- _Directions_
Look through the material below and give the number of lines holding "push", with no other words.

########

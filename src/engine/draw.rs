use rust_decimal::prelude::ToPrimitive;
use rust_decimal::Decimal;
use tracing::info;

use crate::constants::CURRENCY_DP;
use crate::engine::rng::DrawRng;
use crate::errors::{LotteryError, Result};
use crate::state::award::{AwardResult, Tier};
use crate::state::config::LotteryConfig;
use crate::state::pool::TicketPool;
use crate::state::roster::Roster;

/// Runs the three prize draws for one round.
///
/// Owns the live ticket pool and the rounding remainder kept by the house.
/// The pool only shrinks, and only when a ticket is awarded; a draw by
/// itself removes nothing, so one ticket can be drawn several times within
/// a single tier and its owner then wins that tier once per draw. Repeat
/// winners are a documented policy, not an accident: the display layer
/// shows them with a multiplier.
pub struct DrawEngine<R: DrawRng> {
    config: LotteryConfig,
    rng: R,
    pool: TicketPool,
    rounding_remainder: Decimal,
}

impl<R: DrawRng> DrawEngine<R> {
    pub fn new(config: LotteryConfig, pool: TicketPool, rng: R) -> Self {
        Self {
            config,
            rng,
            pool,
            rounding_remainder: Decimal::ZERO,
        }
    }

    pub fn pool(&self) -> &TicketPool {
        &self.pool
    }

    /// Fractions of a cent left over from splitting tier pots, kept by the
    /// house. Accumulates across tiers within the round.
    pub fn rounding_remainder(&self) -> Decimal {
        self.rounding_remainder
    }

    /// Draws the grand prize: one ticket, the full tier amount to its owner.
    pub fn award_grand_prize(
        &mut self,
        total_revenue: Decimal,
        roster: &mut Roster,
        round_id: &str,
    ) -> Result<AwardResult> {
        let prize = total_revenue * self.config.grand_prize_percentage;

        if self.pool.is_empty() {
            return Err(LotteryError::NoActiveTickets);
        }

        let index = self.rng.next_index(self.pool.len());
        let ticket = self
            .pool
            .ticket_at(index)
            .ok_or(LotteryError::NoActiveTickets)?
            .to_owned();

        let winner = roster
            .find_owner_mut(round_id, &ticket)
            .ok_or_else(|| LotteryError::TicketOwnerMissing(ticket.clone()))?;
        winner.balance += prize;
        let winner_id = winner.id;
        self.pool.remove(&ticket);

        info!(round_id, winner = winner_id, %prize, "grand prize awarded");
        Ok(AwardResult {
            tier: Tier::GrandPrize,
            prize_per_winner: prize,
            winners: vec![winner_id],
        })
    }

    /// Draws a shared tier (second or third).
    ///
    /// The winner count is the configured share of all tickets sold, rounded
    /// half-to-even; the tier pot is split evenly at currency precision and
    /// the rounding remainder stays with the house. A share that rounds to
    /// zero winners is an error for this tier, not a silent skip.
    pub fn award_tier(
        &mut self,
        tier: Tier,
        total_revenue: Decimal,
        roster: &mut Roster,
        round_id: &str,
    ) -> Result<AwardResult> {
        let (prize_percentage, winner_share) = self.config.tier_shares(tier)?;

        let total_tickets = roster.total_tickets(round_id);
        let winners_count = (Decimal::from(total_tickets) * winner_share)
            .round()
            .to_u64()
            .unwrap_or(0);
        if winners_count == 0 {
            return Err(LotteryError::NoTierWinners(tier));
        }

        let winning_tickets = self.draw_winning_tickets(winners_count as usize)?;

        let prize_amount = total_revenue * prize_percentage;
        let prize_per_winner =
            (prize_amount / Decimal::from(winners_count)).round_dp(CURRENCY_DP);
        let distributed = prize_per_winner * Decimal::from(winners_count);
        self.rounding_remainder += prize_amount - distributed;

        self.award_winning_tickets(&winning_tickets, prize_per_winner, tier, roster, round_id)
    }

    /// Picks `count` tickets, each uniform over whatever the pool holds at
    /// that instant. Nothing is removed here, so duplicates are possible.
    fn draw_winning_tickets(&mut self, count: usize) -> Result<Vec<String>> {
        let mut winning = Vec::with_capacity(count);
        for _ in 0..count {
            if self.pool.is_empty() {
                return Err(LotteryError::NoActiveTickets);
            }
            let index = self.rng.next_index(self.pool.len());
            let ticket = self
                .pool
                .ticket_at(index)
                .ok_or(LotteryError::NoActiveTickets)?
                .to_owned();
            winning.push(ticket);
        }
        Ok(winning)
    }

    /// Credits a flat prize for each drawn ticket, in draw order.
    ///
    /// Each ticket is removed from the pool on its first award; a duplicate
    /// draw finds the owner again through the player's ticket record and the
    /// second removal is a no-op. A ticket with no owner fails the call;
    /// credits applied by earlier iterations persist.
    pub fn award_winning_tickets(
        &mut self,
        tickets: &[String],
        prize_per_winner: Decimal,
        tier: Tier,
        roster: &mut Roster,
        round_id: &str,
    ) -> Result<AwardResult> {
        let mut winners = Vec::with_capacity(tickets.len());
        for ticket in tickets {
            let winner = roster
                .find_owner_mut(round_id, ticket)
                .ok_or_else(|| LotteryError::TicketOwnerMissing(ticket.clone()))?;
            winner.balance += prize_per_winner;
            winners.push(winner.id);
            self.pool.remove(ticket);
        }

        info!(round_id, %tier, winners = winners.len(), %prize_per_winner, "tier awarded");
        Ok(AwardResult {
            tier,
            prize_per_winner,
            winners,
        })
    }

    /// Draws and awards all three tiers in fixed order: grand, second,
    /// third. Earlier tiers shrink the pool seen by later ones. On any
    /// failure the round stops; credits already applied are not rolled back.
    pub fn run(&mut self, roster: &mut Roster, round_id: &str) -> Result<Vec<AwardResult>> {
        let total_revenue = roster.total_revenue(round_id, self.config.ticket_price);

        let grand = self.award_grand_prize(total_revenue, roster, round_id)?;
        let second = self.award_tier(Tier::SecondTier, total_revenue, roster, round_id)?;
        let third = self.award_tier(Tier::ThirdTier, total_revenue, roster, round_id)?;

        Ok(vec![grand, second, third])
    }
}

########

- _Task answer_
2